▶ [WORK REQUIRED]: The answer should be one number: how many lines in the records below contain the word "Mutation".

Dataset entries
»»

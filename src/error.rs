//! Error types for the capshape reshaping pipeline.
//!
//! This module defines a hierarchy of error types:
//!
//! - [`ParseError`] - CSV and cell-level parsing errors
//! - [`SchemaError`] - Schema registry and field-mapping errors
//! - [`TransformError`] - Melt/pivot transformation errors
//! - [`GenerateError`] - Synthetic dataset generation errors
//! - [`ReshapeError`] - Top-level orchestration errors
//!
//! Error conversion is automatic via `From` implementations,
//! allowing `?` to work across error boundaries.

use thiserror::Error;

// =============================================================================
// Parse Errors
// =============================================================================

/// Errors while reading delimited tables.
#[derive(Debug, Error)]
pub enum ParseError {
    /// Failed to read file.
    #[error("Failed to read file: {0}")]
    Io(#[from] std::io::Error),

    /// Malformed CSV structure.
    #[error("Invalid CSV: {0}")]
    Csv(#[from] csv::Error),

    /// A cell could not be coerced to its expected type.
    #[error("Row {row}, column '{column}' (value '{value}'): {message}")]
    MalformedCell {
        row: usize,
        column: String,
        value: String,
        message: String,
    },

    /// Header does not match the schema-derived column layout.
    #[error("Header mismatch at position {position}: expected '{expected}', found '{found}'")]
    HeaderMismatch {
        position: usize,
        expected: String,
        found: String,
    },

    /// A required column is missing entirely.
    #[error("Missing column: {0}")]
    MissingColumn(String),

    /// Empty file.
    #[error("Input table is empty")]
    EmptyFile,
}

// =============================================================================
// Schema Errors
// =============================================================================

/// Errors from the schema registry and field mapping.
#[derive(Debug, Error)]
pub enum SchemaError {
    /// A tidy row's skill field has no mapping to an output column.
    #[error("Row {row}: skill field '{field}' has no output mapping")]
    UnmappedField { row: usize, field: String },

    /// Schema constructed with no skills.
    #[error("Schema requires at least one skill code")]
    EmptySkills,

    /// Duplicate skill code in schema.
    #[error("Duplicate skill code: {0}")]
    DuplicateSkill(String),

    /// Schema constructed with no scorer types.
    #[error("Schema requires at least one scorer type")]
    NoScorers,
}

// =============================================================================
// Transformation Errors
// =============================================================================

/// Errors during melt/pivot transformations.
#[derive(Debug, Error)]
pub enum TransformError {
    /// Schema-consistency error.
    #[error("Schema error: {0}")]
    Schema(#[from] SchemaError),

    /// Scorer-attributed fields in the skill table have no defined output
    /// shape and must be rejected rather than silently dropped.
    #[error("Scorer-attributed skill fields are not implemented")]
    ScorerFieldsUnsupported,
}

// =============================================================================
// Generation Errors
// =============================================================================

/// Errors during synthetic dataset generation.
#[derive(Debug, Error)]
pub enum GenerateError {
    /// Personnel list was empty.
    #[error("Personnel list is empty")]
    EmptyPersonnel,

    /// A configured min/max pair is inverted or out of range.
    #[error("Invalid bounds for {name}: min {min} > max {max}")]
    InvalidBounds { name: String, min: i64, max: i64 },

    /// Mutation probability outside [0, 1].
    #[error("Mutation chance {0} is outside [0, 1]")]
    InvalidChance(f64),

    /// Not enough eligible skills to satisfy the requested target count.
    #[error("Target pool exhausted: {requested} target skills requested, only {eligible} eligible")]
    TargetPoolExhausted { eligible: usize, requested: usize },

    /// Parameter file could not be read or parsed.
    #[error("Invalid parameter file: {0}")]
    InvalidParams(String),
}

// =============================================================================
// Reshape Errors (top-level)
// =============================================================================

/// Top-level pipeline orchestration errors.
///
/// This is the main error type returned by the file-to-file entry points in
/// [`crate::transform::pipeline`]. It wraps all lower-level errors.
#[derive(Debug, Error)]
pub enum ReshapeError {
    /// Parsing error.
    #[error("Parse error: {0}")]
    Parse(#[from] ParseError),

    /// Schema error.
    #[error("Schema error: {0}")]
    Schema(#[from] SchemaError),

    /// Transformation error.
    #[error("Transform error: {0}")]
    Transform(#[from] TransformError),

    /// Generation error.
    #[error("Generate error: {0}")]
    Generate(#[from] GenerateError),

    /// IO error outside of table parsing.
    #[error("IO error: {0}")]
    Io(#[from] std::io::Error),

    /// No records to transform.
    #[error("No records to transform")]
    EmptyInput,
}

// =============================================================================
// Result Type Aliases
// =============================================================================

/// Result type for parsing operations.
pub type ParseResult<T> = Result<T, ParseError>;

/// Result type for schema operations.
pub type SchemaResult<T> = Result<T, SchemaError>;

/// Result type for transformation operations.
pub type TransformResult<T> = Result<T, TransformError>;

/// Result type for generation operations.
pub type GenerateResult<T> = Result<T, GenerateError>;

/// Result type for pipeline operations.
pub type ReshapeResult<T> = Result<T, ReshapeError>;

««

▶ [RESULT OF THE TASK]: 2